## Recorded data
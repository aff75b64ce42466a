//! Expense records.

use chrono::{DateTime, NaiveDate, Utc};
use sea_orm::{ActiveValue, entity::prelude::*};
use serde::{Deserialize, Serialize};
use uuid::Uuid;

use crate::{
    EngineError, Frequency, Money, ResultEngine,
    income::stored_frequency,
    util::{format_date, parse_stored_date, parse_uuid, require_amount},
};

/// Money going out, optionally attached to a budget category.
///
/// `category_id` may point to a category that no longer exists; such expenses
/// are reported as uncategorized.
#[derive(Clone, Debug, PartialEq, Eq, Serialize, Deserialize)]
pub struct Expense {
    pub id: Uuid,
    pub description: String,
    pub amount: Money,
    pub category_id: Option<Uuid>,
    pub frequency: Frequency,
    pub date: Option<NaiveDate>,
    pub created_at: DateTime<Utc>,
}

impl Expense {
    pub fn new(
        description: String,
        amount: Money,
        category_id: Option<Uuid>,
        frequency: Frequency,
        date: Option<NaiveDate>,
    ) -> ResultEngine<Self> {
        require_amount(amount, "expense amount")?;
        Ok(Self {
            id: Uuid::new_v4(),
            description,
            amount,
            category_id,
            frequency,
            date,
            created_at: Utc::now(),
        })
    }
}

#[derive(Clone, Debug, PartialEq, DeriveEntityModel)]
#[sea_orm(table_name = "expenses")]
pub struct Model {
    #[sea_orm(primary_key, auto_increment = false)]
    pub id: String,
    pub user_id: String,
    pub description: String,
    pub amount_minor: i64,
    pub category_id: Option<String>,
    pub frequency: Option<String>,
    pub date: Option<String>,
    pub created_at: DateTimeUtc,
}

#[derive(Copy, Clone, Debug, EnumIter, DeriveRelation)]
pub enum Relation {
    #[sea_orm(
        belongs_to = "super::users::Entity",
        from = "Column::UserId",
        to = "super::users::Column::Id",
        on_update = "NoAction",
        on_delete = "Cascade"
    )]
    User,
}

impl Related<super::users::Entity> for Entity {
    fn to() -> RelationDef {
        Relation::User.def()
    }
}

impl ActiveModelBehavior for ActiveModel {}

impl From<&Expense> for ActiveModel {
    fn from(expense: &Expense) -> Self {
        Self {
            id: ActiveValue::Set(expense.id.to_string()),
            user_id: ActiveValue::NotSet,
            description: ActiveValue::Set(expense.description.clone()),
            amount_minor: ActiveValue::Set(expense.amount.minor()),
            category_id: ActiveValue::Set(expense.category_id.map(|id| id.to_string())),
            frequency: ActiveValue::Set(Some(expense.frequency.as_str().to_string())),
            date: ActiveValue::Set(expense.date.map(format_date)),
            created_at: ActiveValue::Set(expense.created_at),
        }
    }
}

impl TryFrom<Model> for Expense {
    type Error = EngineError;

    fn try_from(model: Model) -> Result<Self, Self::Error> {
        require_amount(Money::new(model.amount_minor), "expense amount")?;
        Ok(Self {
            id: parse_uuid(&model.id, "expense")?,
            category_id: stored_category(model.category_id.as_deref(), &model.id),
            frequency: stored_frequency(model.frequency.as_deref(), &model.id),
            date: parse_stored_date(model.date.as_deref(), &model.id),
            description: model.description,
            amount: Money::new(model.amount_minor),
            created_at: model.created_at,
        })
    }
}

/// An unreadable category reference leaves the expense uncategorized.
fn stored_category(value: Option<&str>, record_id: &str) -> Option<Uuid> {
    let raw = value.map(str::trim).filter(|v| !v.is_empty())?;
    match Uuid::parse_str(raw) {
        Ok(id) => Some(id),
        Err(err) => {
            tracing::warn!("record {record_id}: ignoring category id {raw:?}: {err}");
            None
        }
    }
}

## Directions for this task
When the word "ActiveModel" appears in a line of the listing, pull that line out.

## Reply
impl ActiveModelBehavior for ActiveModel {}
impl From<&Expense> for ActiveModel {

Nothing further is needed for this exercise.